Monday, February 5, 2007

Elf Cafe

Saturday night continued Edan's Birthday 2007 (It's a week-long festival and a state of mind) with dinner with a couple friends, Stephanie and Charlie, one of whom happens to be vegan. They wanted to try Elf Cafe, a new vegetarian restaurant in Echo Park. I don't tend to eat vegetarian (and I doubt I've eaten a single vegan meal in my life), but I was curious to see what they had on the menu. Online research proved difficult, as Elf Cafe has no website. While that's a little odd in this day and age, it's not altogether unheard of. What's a little more annoying is that they have no phone. And no sign, either. Really, Elf Cafe, get over yourself.

It's a tiny place next to a now-defunct movie theater. They have one or two tables outside, but since it's on Sunset Blvd, would you really want to sit out there? (Actually, you might. I'll explain in a bit). Inside, there's a fair amount of exposed brick and a distressed, Spanish-style tile floor. Some very chic lamps hang from the ceiling, giving the place a dim, warm feeling. A large mirror hangs on one wall, adding the illusion of space, very important to a little sliver of a restaurant like Elf Cafe. They had hung a few Pier 1 Imports-style bamboo dishes and faux-Thai wall hangings that seemed like they were bought at auction from a failed Asian restaurant, both of which seemed out of place. A counter with seating for four or five flanks an open kitchen. While I've always liked the idea of an open kitchen -- something about transparency, I suppose -- there were some unwanted side effects from this one. The space is so small and the ventilation so poor that by the end of our meal, we were all sweating like offensive linemen, and Edan was cursing her cashmere sweater. In total, though, it is a very cute place. Small and welcoming, if way, way too hot (God help them come summer).
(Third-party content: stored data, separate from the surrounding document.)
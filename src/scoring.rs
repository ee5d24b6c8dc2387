//! Loan scoring orchestration: load, predict, price, select.

use crate::error::{Result, ScoringError};
use crate::metrics::BatchMetrics;
use crate::models::inference::ProbabilitySource;
use crate::profit::calculate_expected_profit;
use crate::storage::ArtifactCache;
use crate::types::{LoanRecord, RawRecord, ScoredBatch, ScoredLoan};
use chrono::Utc;
use std::sync::Arc;
use std::time::Instant;
use tracing::{debug, info, warn};
use uuid::Uuid;

/// Positions of loans whose expected profit meets the threshold, in batch order
pub fn select_loans(loans: &[ScoredLoan], threshold: f64) -> Vec<usize> {
    loans
        .iter()
        .filter(|l| l.meets_threshold(threshold))
        .map(|l| l.id)
        .collect()
}

/// Scores daily loan batches against a probability source
pub struct LoanScorer {
    source: Arc<dyn ProbabilitySource>,
    threshold: f64,
}

impl LoanScorer {
    pub fn new(source: Arc<dyn ProbabilitySource>, threshold: f64) -> Self {
        Self { source, threshold }
    }

    pub fn threshold(&self) -> f64 {
        self.threshold
    }

    /// Pull the batch stored under `batch_key` and score it
    pub async fn run(&self, artifacts: &ArtifactCache, batch_key: &str) -> Result<ScoredBatch> {
        let start = Instant::now();
        let records: Vec<RawRecord> = artifacts.pull_json(batch_key).await?;
        let load_time = start.elapsed();
        info!(key = %batch_key, records = records.len(), "Loan batch loaded");

        let mut batch = self.score_loans(records).await?;
        batch.metrics.record_load_time(load_time);
        Ok(batch)
    }

    /// Score a batch of raw records.
    ///
    /// Only rows the source returned a probability for are coerced and priced;
    /// the rest are reported in `unscored_ids`.
    pub async fn score_loans(&self, records: Vec<RawRecord>) -> Result<ScoredBatch> {
        let run_id = Uuid::new_v4().to_string();
        let mut metrics = BatchMetrics::new(records.len());

        let start = Instant::now();
        let predictions = self.source.predict_default_probability(&records).await?;
        metrics.record_predict_time(start.elapsed());
        debug!(
            run_id = %run_id,
            source = %self.source.name(),
            predicted = predictions.len(),
            "Default probabilities attached"
        );

        let start = Instant::now();
        let mut slots: Vec<Option<RawRecord>> = records.into_iter().map(Some).collect();
        let mut predicted = Vec::with_capacity(predictions.len());
        for (row, p_default) in predictions.iter() {
            let raw = slots.get_mut(row).and_then(Option::take).ok_or_else(|| {
                ScoringError::Model(format!(
                    "{} returned a probability for unknown or repeated row {row}",
                    self.source.name()
                ))
            })?;
            let loan = LoanRecord::from_raw(row, &raw)?;
            predicted.push((raw, loan, p_default));
        }

        let breakdowns =
            calculate_expected_profit(predicted.iter().map(|(_, loan, p)| (loan, *p)))?;
        let loans: Vec<ScoredLoan> = predicted
            .into_iter()
            .zip(breakdowns)
            .map(|((raw, loan, p_default), breakdown)| {
                metrics.record_loan(p_default, breakdown.expected_profit);
                ScoredLoan::new(loan.row, raw, p_default, breakdown)
            })
            .collect();
        metrics.record_profit_time(start.elapsed());

        let unscored_ids: Vec<usize> = slots
            .iter()
            .enumerate()
            .filter(|(_, slot)| slot.is_some())
            .map(|(row, _)| row)
            .collect();
        if !unscored_ids.is_empty() {
            warn!(run_id = %run_id, unscored = ?unscored_ids, "Loans left unscored");
        }
        metrics.record_unscored(unscored_ids.len());

        let best_loan_ids = select_loans(&loans, self.threshold);
        for loan in loans.iter().filter(|l| l.meets_threshold(self.threshold)) {
            metrics.record_selected(loan.expected_profit);
        }

        info!(
            run_id = %run_id,
            scored = loans.len(),
            selected = best_loan_ids.len(),
            threshold = self.threshold,
            "Loan batch scored"
        );

        Ok(ScoredBatch {
            run_id,
            scored_at: Utc::now(),
            threshold: self.threshold,
            loans,
            best_loan_ids,
            unscored_ids,
            metrics,
        })
    }
}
The menu was entirely organic and vegetarian, and mostly vegan (the exceptions being the dishes that had cheese in them). Each table gets an amuse bouche of potato-garlic puree with crostini, a nice touch for a smaller restaurant. In France, the tiny neighborhood restaurants we went to always had a small taste of something to get you started. More American restaurants should consider this. The puree itself was only okay, and it was a group serving, rather than individual ones, making this more like chips and salsa at a Mexican place, but it's still a nice gesture. It's BYOB, and none us bought any B, so we had to stick with the beverages offered on the menu. I got a limeade that was very nice. Edan got a mint iced tea. Now, when I think of iced tea, I think of black tea. If you add mint to it, it becomes mint iced tea. What they call mint iced tea is ice water with mint leaves in it. This is not "tea;" it isn't steeped. This is mint water. Not the same thing. Edan sent it back and got a limeade. Charlie got a vegan "kola" that was sweetened with an exotic ingredient called honey, instead of high-fructose corn syrup. He said it tasted like soda used to taste. There's a website for it somewhere, but I can't remember the brand name. Maybe an industrious Apronite could find it?

For starters, I got a crock of lentils with roasted mushrooms and caramelized onions. It was like a thick, tasty lentil stew. Served piping hot, in a slightly larger serving size this dish could've been a main course. Others at the table got a tomato puree soup that I thought was tasty, but a little like tomato sauce (probably because there was no cream in it), and an incredibly good vegan potato salad made with Dijon mustard and perched atop haricot verte.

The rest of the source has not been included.